Banda Aceh, DKPP – Dewan Kehormatan Penyelenggara Pemilu (DKPP) menyelenggarakan sidang pemeriksaan dugaan pelanggaran kode etik penyelenggara pemilu (KEPP) untuk perkara nomor 326-PKE-DKPP/XI/2019 di Kantor Panwaslih Provinsi Aceh, Kota Banda Aceh, Sabtu (8/2/2020).
Perkara ini diadukan oleh Ketua Umum Partai Nangroe Aceh (PNA), Irwandi Yusuf, yang memberikan kuasa kepada Isfanuddin Amir, Husni Bahri Tob, Haspan Yusuf Ritonga, Andi Lesmana, Muhammad Qodrat dan Yahya.
Melalui tim kuasanya, Irwandi mengadukan Ketua dan Anggota KIP Provinsi Aceh, yaitu Syamsul Bahri, Tharmizi, Munawarsyah, Muhammad dan Ranisah.
Kelimanya diadukan karena diduga telah menetapkan calon legislatif dari PNA menjadi legislator meskipun telah diberhentikan oleh partainya.
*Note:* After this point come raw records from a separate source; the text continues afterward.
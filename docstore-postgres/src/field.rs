use docstore::constants::DOC_ID;
use itertools::Itertools;

/// Physical identifier column.
pub const ID: &str = "id";
/// Physical creation-timestamp column.
pub const CREATED_AT: &str = "created_at";
/// Physical last-update-timestamp column.
pub const UPDATED_AT: &str = "updated_at";
/// JSONB column holding the document blob.
pub const DOCUMENT: &str = "document";

/// Columns that exist as dedicated, typed table columns. Every other field
/// name addresses into the JSONB document blob.
pub const OUTER_COLUMNS: [&str; 3] = [ID, CREATED_AT, UPDATED_AT];

/// Compile-time classification of a filter field name.
#[derive(Debug, Clone, Copy, PartialEq, Eq)]
pub(crate) enum FieldKind<'a> {
    /// A dedicated, typed table column; compiles to the bare column name.
    Physical(&'a str),
    /// The reserved document-identifier alias; always routes to the JSON
    /// `_id` key of the blob, never to the physical key column (the two may
    /// differ in composite-key scenarios).
    DocumentId,
    /// A dotted path into the JSONB blob.
    Json(&'a str),
}

pub(crate) fn classify(field: &str) -> FieldKind<'_> {
    if OUTER_COLUMNS.contains(&field) {
        FieldKind::Physical(field)
    } else if field == DOC_ID {
        FieldKind::DocumentId
    } else {
        FieldKind::Json(field)
    }
}

// Field names are caller code, not user data, but they still land inside
// quoted JSON accessors; doubling quotes keeps the output well-formed.
fn quote_segment(segment: &str) -> String {
    format!("'{}'", segment.replace('\'', "''"))
}

/// Renders the text-extraction accessor for a field.
///
/// Physical columns compile to the bare column name. JSON fields compile to a
/// chain of `->` object navigations ending in a `->>` text extraction, e.g.
/// `a.b.c` becomes `document->'a'->'b'->>'c'`.
pub(crate) fn text_accessor(field: &str) -> String {
    match classify(field) {
        FieldKind::Physical(column) => column.to_string(),
        FieldKind::DocumentId => format!("{}->>{}", DOCUMENT, quote_segment(DOC_ID)),
        FieldKind::Json(path) => {
            let segments: Vec<&str> = path.split('.').collect();
            let (terminal, parents) = segments.split_last().unwrap_or((&path, &[]));
            let mut accessor = DOCUMENT.to_string();
            for parent in parents {
                accessor.push_str(&format!("->{}", quote_segment(parent)));
            }
            accessor.push_str(&format!("->>{}", quote_segment(terminal)));
            accessor
        }
    }
}

/// Renders the container accessor for a field: every segment navigates with
/// `->`, so `IS [NOT] NULL` can be tested on the JSON container itself.
///
/// Used for existence checks and for the NULL-safety clause of the negation
/// operators.
pub(crate) fn container_accessor(field: &str) -> String {
    match classify(field) {
        FieldKind::Physical(column) => column.to_string(),
        FieldKind::DocumentId => format!("{}->{}", DOCUMENT, quote_segment(DOC_ID)),
        FieldKind::Json(path) => {
            let chain = path
                .split('.')
                .map(|segment| format!("->{}", quote_segment(segment)))
                .join("");
            format!("{}{}", DOCUMENT, chain)
        }
    }
}

/// Renders a dotted sub-document path as a Postgres text-array literal, for
/// `jsonb_set` / `#-` path arguments (e.g. `a.b` becomes `{a,b}`).
pub(crate) fn path_array_literal(sub_doc_path: &str) -> String {
    format!("{{{}}}", sub_doc_path.split('.').join(","))
}

#[cfg(test)]
mod tests {
    use super::*;

    #[test]
    fn test_classification() {
        assert_eq!(classify(ID), FieldKind::Physical(ID));
        assert_eq!(classify(CREATED_AT), FieldKind::Physical(CREATED_AT));
        assert_eq!(classify(UPDATED_AT), FieldKind::Physical(UPDATED_AT));
        assert_eq!(classify(DOC_ID), FieldKind::DocumentId);
        assert_eq!(classify("key1"), FieldKind::Json("key1"));
        assert_eq!(classify("a.b.c"), FieldKind::Json("a.b.c"));
    }

    #[test]
    fn test_text_accessor() {
        assert_eq!(text_accessor(ID), "id");
        assert_eq!(text_accessor("key1"), "document->>'key1'");
        assert_eq!(text_accessor("a.b.c"), "document->'a'->'b'->>'c'");
        assert_eq!(text_accessor(DOC_ID), "document->>'_id'");
    }

    #[test]
    fn test_container_accessor() {
        assert_eq!(container_accessor("key1"), "document->'key1'");
        assert_eq!(container_accessor("key1.key2"), "document->'key1'->'key2'");
        assert_eq!(container_accessor(DOC_ID), "document->'_id'");
    }

    #[test]
    fn test_quote_escaping() {
        assert_eq!(text_accessor("o'brien"), "document->>'o''brien'");
    }

    #[test]
    fn test_path_array_literal() {
        assert_eq!(path_array_literal("a"), "{a}");
        assert_eq!(path_array_literal("a.b.c"), "{a,b,c}");
    }
}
Salah satu anggota dari tim kuasa Pengadu, Samsul Bahri, mengungkapkan bahwa hal ini berawal dari pertemuan antara beberapa perwakilan PNA dengan para Teradu di kantor KIP Provinsi Aceh pada 26 September 2019.
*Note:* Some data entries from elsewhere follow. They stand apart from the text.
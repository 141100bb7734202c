use serde_json::Value;
use smallvec::SmallVec;
use std::fmt::{Debug, Formatter};

/// A value bound to a positional `?` placeholder in compiled SQL.
#[derive(Debug, Clone, PartialEq)]
pub enum SqlValue {
    Null,
    Bool(bool),
    Int(i64),
    Float(f64),
    Text(String),
    Json(Value),
}

impl SqlValue {
    pub fn as_text(&self) -> Option<&str> {
        match self {
            SqlValue::Text(text) => Some(text),
            _ => None,
        }
    }

    pub fn as_json(&self) -> Option<&Value> {
        match self {
            SqlValue::Json(json) => Some(json),
            _ => None,
        }
    }
}

impl From<&Value> for SqlValue {
    /// Maps a JSON filter value to its SQL binding.
    ///
    /// Integral numbers bind as `Int`, other numbers as `Float`; arrays and
    /// objects bind as `Json` (they only occur for whole-document bindings,
    /// never for scalar comparisons - `IN` lists are flattened before this
    /// conversion).
    fn from(value: &Value) -> Self {
        match value {
            Value::Null => SqlValue::Null,
            Value::Bool(b) => SqlValue::Bool(*b),
            Value::Number(n) => match n.as_i64() {
                Some(i) => SqlValue::Int(i),
                None => SqlValue::Float(n.as_f64().unwrap_or(f64::NAN)),
            },
            Value::String(s) => SqlValue::Text(s.clone()),
            other => SqlValue::Json(other.clone()),
        }
    }
}

/// An ordered, append-only accumulator of bound values.
///
/// The filter and query compilers append one value per `?` placeholder they
/// emit, in a fixed left-to-right tree traversal order, and the execution
/// layer binds them positionally. One `Params` instance is scoped to exactly
/// one compilation call; it is never shared across calls or reused after
/// consumption.
///
/// The accumulator is sequential by construction and therefore not safe for
/// concurrent appends within a single compilation; compilation itself is a
/// pure, per-call transformation, so independent calls need no coordination.
#[derive(Clone, Default, PartialEq)]
pub struct Params {
    values: SmallVec<[SqlValue; 8]>,
}

impl Params {
    /// Creates an empty accumulator.
    pub fn new() -> Self {
        Params::default()
    }

    /// Appends a bound value.
    pub fn push(&mut self, value: SqlValue) {
        self.values.push(value);
    }

    /// Appends a JSON filter value, mapped to its SQL binding.
    pub fn push_value(&mut self, value: &Value) {
        self.values.push(SqlValue::from(value));
    }

    /// Appends a text value.
    pub fn push_text(&mut self, text: impl Into<String>) {
        self.values.push(SqlValue::Text(text.into()));
    }

    /// Appends a whole JSON document binding.
    pub fn push_json(&mut self, json: Value) {
        self.values.push(SqlValue::Json(json));
    }

    /// The accumulated values, in placeholder emission order.
    pub fn values(&self) -> &[SqlValue] {
        &self.values
    }

    pub fn len(&self) -> usize {
        self.values.len()
    }

    pub fn is_empty(&self) -> bool {
        self.values.is_empty()
    }
}

impl Debug for Params {
    fn fmt(&self, f: &mut Formatter<'_>) -> std::fmt::Result {
        f.debug_list().entries(self.values.iter()).finish()
    }
}
//! Backend-agnostic query filters.
//!
//! A [Filter] is a binary expression tree: leaf nodes are single
//! field-operator-value comparisons, composite nodes combine two filters with
//! logical AND/OR. Filters are immutable and composable through the
//! [Filter::and] / [Filter::or] combinators, and are lowered to backend-native
//! predicates by each storage backend.
//!
//! ```rust
//! use docstore::filter::field;
//!
//! let filter = field("status").eq("ACTIVE").and(field("retries").lt(3));
//! ```

mod filter;
mod fluent;

pub use filter::*;
pub use fluent::*;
Dalam pertemuan itu, perwakilan PNA menyerahkan surat pemberhentian dua kadernya yang lolos sebagai Anggota DPR Aceh periode 2019-2024, yaitu Samsul Bahri bin Amiren dan M. Rizal Fahlevi Kirani.
Selain itu, perwakilan PNA juga menegaskan bahwa kepengurusan DPP PNA yang sah adalah kepengurusan yang dipimpin oleh Irwandi Yusuf selaku Ketua Umum.
Untuk diketahui, PNA tengah mengalami dualisme kepemimpinan dengan diadakannya Kongres Luar Biasa PNA beberapa waktu sebelum pemberhentian dua kader ini.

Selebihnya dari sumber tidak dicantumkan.